NBC News reports that the Nevada woman was in her 70s, and tests showed that she was battling a dangerous mutation of bacterial group known as carbapenem-resistant Enterobacteriaceae (CRE). The mutation itself is known as NDM-1.
CRE is an entire bacteria family that are resistant to drugs. Half of the people who become infected by a CRE die. Most CREs in the states can be killed with last-ditch antibiotics, but the NDM-1 is resistant to even more types of antibiotics, and doctors usually don’t know which drug will work.
The woman isn’t the first in the US to die from a near-ultimate superbug, but public health experts say this is a stark reminder that unkillable bacteria are spreading and evolving.

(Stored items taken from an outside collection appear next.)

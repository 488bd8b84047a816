//! # cwtail - Terminal Tail for CloudWatch Logs
//!
//! Follows one log group, or a configured set of log groups merged into a single
//! chronological stream, printing new events as they arrive.
//!
//! ## Features
//!
//! - **Flexible time bounds**: `--since`/`--to` accept Go-style durations (`1h30m`) or
//!   absolute timestamps
//! - **Log sets**: named groups of log groups from a JSON configuration, rendered with
//!   per-target color indicators
//! - **Exactly-once output**: a timestamp watermark hides redelivered events across polls
//! - **Pluggable backend**: CloudWatch in production, an in-memory backend for tests
//!
//! ## Architecture
//!
//! - [`error`] - Centralized error types and exit codes
//! - [`duration`] - Relative duration and absolute timestamp parsing
//! - [`event`] - Targets, log sets and events
//! - [`config`] - Log set configuration loading
//! - [`backend`] - Log backend abstraction with CloudWatch and in-memory implementations
//! - [`resolver`] - Identifier to target or log set resolution
//! - [`fetcher`] - Stream discovery and paginated event search for one target
//! - [`engine`] - The polling state machine, watermark and merge
//! - [`render`] - Terminal output
//! - [`cli`] / [`app`] - Command line surface and component wiring

// Core modules
pub mod duration;
pub mod error;
pub mod event;

// Configuration and data access
pub mod backend;
pub mod config;
pub mod fetcher;
pub mod resolver;

// Tailing and output
pub mod engine;
pub mod render;

// Entry points
pub mod app;
pub mod cli;

// Re-export commonly used types for convenience
pub use error::{CwtailError, Result};

// Public API surface for external usage
pub use app::Application;
pub use backend::LogBackend;
pub use engine::{TailEngine, TailOptions, TailOutcome};
pub use event::{LogEvent, LogSet, LogTarget};
pub use render::EventSink;

// Version information
pub const VERSION: &str = env!("CARGO_PKG_VERSION");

Dr. Lie Chen of the Washoe County Health District wrote that the woman had been hospitalized several times in India over the last two years for a right femur fracture and subsequent benign tumors known as osteomas.
“We feel it is likely this is where the infection was acquired,” Randall Todd of the Washoe County health department told NBC News. “Hospitals should be reminded that they have got to take a travel history and be open to the possibility that an uncommon infection might be responsible.”
Doctors and staff in Washoe County worked closely with the CDC to identify the bacteria, but the bug mutated and evolved too quickly.
“It just evolved too fast,” Chen said. “The physicians tried their best to rescue her.”